** Your objective **
Type out the data below in its entirety, exactly as given.

# # # # #

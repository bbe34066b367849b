#![forbid(unsafe_code)]

use crate::{StoreError, board_files};
use kn_core::model::{Board, Column};
use std::path::Path;

pub fn create_column(path: &Path, name: &str) -> Result<Board, StoreError> {
    let mut board = board_files::load_board(path)?;
    if board.columns.iter().any(|column| column.name == name) {
        return Err(StoreError::DuplicateColumn(name.to_string()));
    }
    board.columns.push(Column {
        name: name.to_string(),
    });
    board.touch_updated();
    board_files::save_board(path, &mut board)?;
    Ok(board)
}

/// Rename a column. Tasks referencing the old name follow the rename so they
/// stay attached to their column.
pub fn update_column(path: &Path, current_name: &str, new_name: &str) -> Result<Board, StoreError> {
    let mut board = board_files::load_board(path)?;
    if !board
        .columns
        .iter()
        .any(|column| column.name == current_name)
    {
        return Err(StoreError::UnknownColumn(current_name.to_string()));
    }
    if new_name != current_name && board.columns.iter().any(|column| column.name == new_name) {
        return Err(StoreError::DuplicateColumn(new_name.to_string()));
    }
    for column in &mut board.columns {
        if column.name == current_name {
            column.name = new_name.to_string();
        }
    }
    for task in board.tasks.values_mut() {
        if task.column == current_name {
            task.column = new_name.to_string();
        }
    }
    board.touch_updated();
    board_files::save_board(path, &mut board)?;
    Ok(board)
}

/// Remove a column. Tasks that were in it fall back to the backlog (empty
/// column name) rather than pointing at a column that no longer exists.
pub fn remove_column(path: &Path, name: &str) -> Result<Board, StoreError> {
    let mut board = board_files::load_board(path)?;
    if !board.columns.iter().any(|column| column.name == name) {
        return Err(StoreError::UnknownColumn(name.to_string()));
    }
    board.columns.retain(|column| column.name != name);
    for task in board.tasks.values_mut() {
        if task.column == name {
            task.column = String::new();
        }
    }
    board.touch_updated();
    board_files::save_board(path, &mut board)?;
    Ok(board)
}

/// Column listing with per-column task counts, in board order.
pub fn list_columns(path: &Path) -> Result<Vec<(String, usize)>, StoreError> {
    let board = board_files::load_board(path)?;
    Ok(board
        .columns
        .iter()
        .map(|column| {
            let count = board
                .tasks
                .values()
                .filter(|task| task.column == column.name)
                .count();
            (column.name.clone(), count)
        })
        .collect())
}
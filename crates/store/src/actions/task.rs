#![forbid(unsafe_code)]

use crate::{StoreError, board_files};
use kn_core::clock;
use kn_core::model::{Task, TaskDates};
use std::collections::BTreeMap;
use std::path::Path;

#[derive(Clone, Debug, Default)]
pub struct NewTask {
    pub title: String,
    pub description: Option<String>,
    pub column: Option<String>,
    pub labels: Vec<String>,
    pub priority: Option<i64>,
    pub story_points: Option<f64>,
    pub sprint: Option<String>,
}

/// Partial task update; `Some` fields are applied, `None` fields are left
/// untouched.
#[derive(Clone, Debug, Default)]
pub struct TaskPatch {
    pub title: Option<String>,
    pub description: Option<String>,
    pub column: Option<String>,
    pub labels: Option<Vec<String>>,
    pub priority: Option<i64>,
    pub story_points: Option<f64>,
    pub sprint: Option<String>,
}

impl TaskPatch {
    pub fn is_empty(&self) -> bool {
        self.title.is_none()
            && self.description.is_none()
            && self.column.is_none()
            && self.labels.is_none()
            && self.priority.is_none()
            && self.story_points.is_none()
            && self.sprint.is_none()
    }
}

/// Create a task with the board's next id and advance the counter.
pub fn create_task(path: &Path, new_task: NewTask) -> Result<Task, StoreError> {
    let mut board = board_files::load_board(path)?;
    let id = board.metadata.next_id;
    let now = clock::now_rfc3339();
    let task = Task {
        id,
        title: new_task.title,
        description: new_task.description,
        column: new_task.column.unwrap_or_default(),
        labels: new_task.labels,
        priority: new_task.priority,
        story_points: new_task.story_points,
        sprint: new_task.sprint,
        dates: TaskDates {
            created: now.clone(),
            updated: now,
            moved: None,
        },
    };
    board.tasks.insert(id, task.clone());
    board.metadata.next_id = id + 1;
    board.touch_updated();
    board_files::save_board(path, &mut board)?;
    Ok(task)
}

pub fn get_task(path: &Path, id: u64) -> Result<Task, StoreError> {
    let board = board_files::load_board(path)?;
    board
        .tasks
        .get(&id)
        .cloned()
        .ok_or(StoreError::UnknownTask(id))
}

/// Tasks in id order, optionally filtered by column and/or sprint.
pub fn list_tasks(
    path: &Path,
    column: Option<&str>,
    sprint: Option<&str>,
) -> Result<Vec<Task>, StoreError> {
    let board = board_files::load_board(path)?;
    Ok(board
        .tasks
        .into_values()
        .filter(|task| column.is_none_or(|column| task.column == column))
        .filter(|task| sprint.is_none_or(|sprint| task.sprint.as_deref() == Some(sprint)))
        .collect())
}

pub fn update_task(path: &Path, id: u64, patch: &TaskPatch) -> Result<Task, StoreError> {
    let mut board = board_files::load_board(path)?;
    let Some(task) = board.tasks.get_mut(&id) else {
        return Err(StoreError::UnknownTask(id));
    };
    apply_patch(task, patch);
    let updated = task.clone();
    board.touch_updated();
    board_files::save_board(path, &mut board)?;
    Ok(updated)
}

/// Apply several patches in one load/save cycle. Every id is checked before
/// anything is applied, so an unknown id fails the whole batch without a
/// partial write.
pub fn update_tasks_batch(
    path: &Path,
    patches: &BTreeMap<u64, TaskPatch>,
) -> Result<BTreeMap<u64, Task>, StoreError> {
    if patches.is_empty() {
        return Err(StoreError::InvalidInput("no task updates specified"));
    }
    let mut board = board_files::load_board(path)?;
    for id in patches.keys() {
        if !board.tasks.contains_key(id) {
            return Err(StoreError::UnknownTask(*id));
        }
    }
    let mut updated = BTreeMap::new();
    for (id, patch) in patches {
        let Some(task) = board.tasks.get_mut(id) else {
            return Err(StoreError::UnknownTask(*id));
        };
        apply_patch(task, patch);
        updated.insert(*id, task.clone());
    }
    board.touch_updated();
    board_files::save_board(path, &mut board)?;
    Ok(updated)
}

fn apply_patch(task: &mut Task, patch: &TaskPatch) {
    let now = clock::now_rfc3339();
    if let Some(title) = patch.title.as_deref() {
        task.title = title.to_string();
    }
    if let Some(description) = patch.description.as_deref() {
        task.description = Some(description.to_string());
    }
    if let Some(column) = patch.column.as_deref()
        && column != task.column
    {
        task.column = column.to_string();
        task.dates.moved = Some(now.clone());
    }
    if let Some(labels) = patch.labels.as_ref() {
        task.labels = labels.clone();
    }
    if let Some(priority) = patch.priority {
        task.priority = Some(priority);
    }
    if let Some(story_points) = patch.story_points {
        task.story_points = Some(story_points);
    }
    if let Some(sprint) = patch.sprint.as_deref() {
        task.sprint = Some(sprint.to_string());
    }
    task.dates.updated = now;
}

# # # # #

** Expected output **
repository bbe34066b367849b
#![forbid(unsafe_code)]

use crate::{StoreError, board_files};
use kn_core::model::{Board, Column};
use std::path::Path;

pub fn create_column(path: &Path, name: &str) -> Result<Board, StoreError> {
    let mut board = board_files::load_board(path)?;
    if board.columns.iter().any(|column| column.name == name) {
        return Err(StoreError::DuplicateColumn(name.to_string()));
    }
    board.columns.push(Column {
        name: name.to_string(),
    });
    board.touch_updated();
    board_files::save_board(path, &mut board)?;
    Ok(board)
}

/// Rename a column. Tasks referencing the old name follow the rename so they
/// stay attached to their column.
pub fn update_column(path: &Path, current_name: &str, new_name: &str) -> Result<Board, StoreError> {
    let mut board = board_files::load_board(path)?;
    if !board
        .columns
        .iter()
        .any(|column| column.name == current_name)
    {
        return Err(StoreError::UnknownColumn(current_name.to_string()));
    }
    if new_name != current_name && board.columns.iter().any(|column| column.name == new_name) {
        return Err(StoreError::DuplicateColumn(new_name.to_string()));
    }
    for column in &mut board.columns {
        if column.name == current_name {
            column.name = new_name.to_string();
        }
    }
    for task in board.tasks.values_mut() {
        if task.column == current_name {
            task.column = new_name.to_string();
        }
    }
    board.touch_updated();
    board_files::save_board(path, &mut board)?;
    Ok(board)
}

/// Remove a column. Tasks that were in it fall back to the backlog (empty
/// column name) rather than pointing at a column that no longer exists.
pub fn remove_column(path: &Path, name: &str) -> Result<Board, StoreError> {
    let mut board = board_files::load_board(path)?;
    if !board.columns.iter().any(|column| column.name == name) {
        return Err(StoreError::UnknownColumn(name.to_string()));
    }
    board.columns.retain(|column| column.name != name);
    for task in board.tasks.values_mut() {
        if task.column == name {
            task.column = String::new();
        }
    }
    board.touch_updated();
    board_files::save_board(path, &mut board)?;
    Ok(board)
}

/// Column listing with per-column task counts, in board order.
pub fn list_columns(path: &Path) -> Result<Vec<(String, usize)>, StoreError> {
    let board = board_files::load_board(path)?;
    Ok(board
        .columns
        .iter()
        .map(|column| {
            let count = board
                .tasks
                .values()
                .filter(|task| task.column == column.name)
                .count();
            (column.name.clone(), count)
        })
        .collect())
}
filename crates/store/src/actions/task.rs
#![forbid(unsafe_code)]

use crate::{StoreError, board_files};
use kn_core::clock;
use kn_core::model::{Task, TaskDates};
use std::collections::BTreeMap;
use std::path::Path;

#[derive(Clone, Debug, Default)]
pub struct NewTask {
    pub title: String,
    pub description: Option<String>,
    pub column: Option<String>,
    pub labels: Vec<String>,
    pub priority: Option<i64>,
    pub story_points: Option<f64>,
    pub sprint: Option<String>,
}

/// Partial task update; `Some` fields are applied, `None` fields are left
/// untouched.
#[derive(Clone, Debug, Default)]
pub struct TaskPatch {
    pub title: Option<String>,
    pub description: Option<String>,
    pub column: Option<String>,
    pub labels: Option<Vec<String>>,
    pub priority: Option<i64>,
    pub story_points: Option<f64>,
    pub sprint: Option<String>,
}

impl TaskPatch {
    pub fn is_empty(&self) -> bool {
        self.title.is_none()
            && self.description.is_none()
            && self.column.is_none()
            && self.labels.is_none()
            && self.priority.is_none()
            && self.story_points.is_none()
            && self.sprint.is_none()
    }
}

/// Create a task with the board's next id and advance the counter.
pub fn create_task(path: &Path, new_task: NewTask) -> Result<Task, StoreError> {
    let mut board = board_files::load_board(path)?;
    let id = board.metadata.next_id;
    let now = clock::now_rfc3339();
    let task = Task {
        id,
        title: new_task.title,
        description: new_task.description,
        column: new_task.column.unwrap_or_default(),
        labels: new_task.labels,
        priority: new_task.priority,
        story_points: new_task.story_points,
        sprint: new_task.sprint,
        dates: TaskDates {
            created: now.clone(),
            updated: now,
            moved: None,
        },
    };
    board.tasks.insert(id, task.clone());
    board.metadata.next_id = id + 1;
    board.touch_updated();
    board_files::save_board(path, &mut board)?;
    Ok(task)
}

pub fn get_task(path: &Path, id: u64) -> Result<Task, StoreError> {
    let board = board_files::load_board(path)?;
    board
        .tasks
        .get(&id)
        .cloned()
        .ok_or(StoreError::UnknownTask(id))
}

/// Tasks in id order, optionally filtered by column and/or sprint.
pub fn list_tasks(
    path: &Path,
    column: Option<&str>,
    sprint: Option<&str>,
) -> Result<Vec<Task>, StoreError> {
    let board = board_files::load_board(path)?;
    Ok(board
        .tasks
        .into_values()
        .filter(|task| column.is_none_or(|column| task.column == column))
        .filter(|task| sprint.is_none_or(|sprint| task.sprint.as_deref() == Some(sprint)))
        .collect())
}

pub fn update_task(path: &Path, id: u64, patch: &TaskPatch) -> Result<Task, StoreError> {
    let mut board = board_files::load_board(path)?;
    let Some(task) = board.tasks.get_mut(&id) else {
        return Err(StoreError::UnknownTask(id));
    };
    apply_patch(task, patch);
    let updated = task.clone();
    board.touch_updated();
    board_files::save_board(path, &mut board)?;
    Ok(updated)
}

/// Apply several patches in one load/save cycle. Every id is checked before
/// anything is applied, so an unknown id fails the whole batch without a
/// partial write.
pub fn update_tasks_batch(
    path: &Path,
    patches: &BTreeMap<u64, TaskPatch>,
) -> Result<BTreeMap<u64, Task>, StoreError> {
    if patches.is_empty() {
        return Err(StoreError::InvalidInput("no task updates specified"));
    }
    let mut board = board_files::load_board(path)?;
    for id in patches.keys() {
        if !board.tasks.contains_key(id) {
            return Err(StoreError::UnknownTask(*id));
        }
    }
    let mut updated = BTreeMap::new();
    for (id, patch) in patches {
        let Some(task) = board.tasks.get_mut(id) else {
            return Err(StoreError::UnknownTask(*id));
        };
        apply_patch(task, patch);
        updated.insert(*id, task.clone());
    }
    board.touch_updated();
    board_files::save_board(path, &mut board)?;
    Ok(updated)
}

fn apply_patch(task: &mut Task, patch: &TaskPatch) {
    let now = clock::now_rfc3339();
    if let Some(title) = patch.title.as_deref() {
        task.title = title.to_string();
    }
    if let Some(description) = patch.description.as_deref() {
        task.description = Some(description.to_string());
    }
    if let Some(column) = patch.column.as_deref()
        && column != task.column
    {
        task.column = column.to_string();
        task.dates.moved = Some(now.clone());
    }
    if let Some(labels) = patch.labels.as_ref() {
        task.labels = labels.clone();
    }
    if let Some(priority) = patch.priority {
        task.priority = Some(priority);
    }
    if let Some(story_points) = patch.story_points {
        task.story_points = Some(story_points);
    }
    if let Some(sprint) = patch.sprint.as_deref() {
        task.sprint = Some(sprint.to_string());
    }
    task.dates.updated = now;
}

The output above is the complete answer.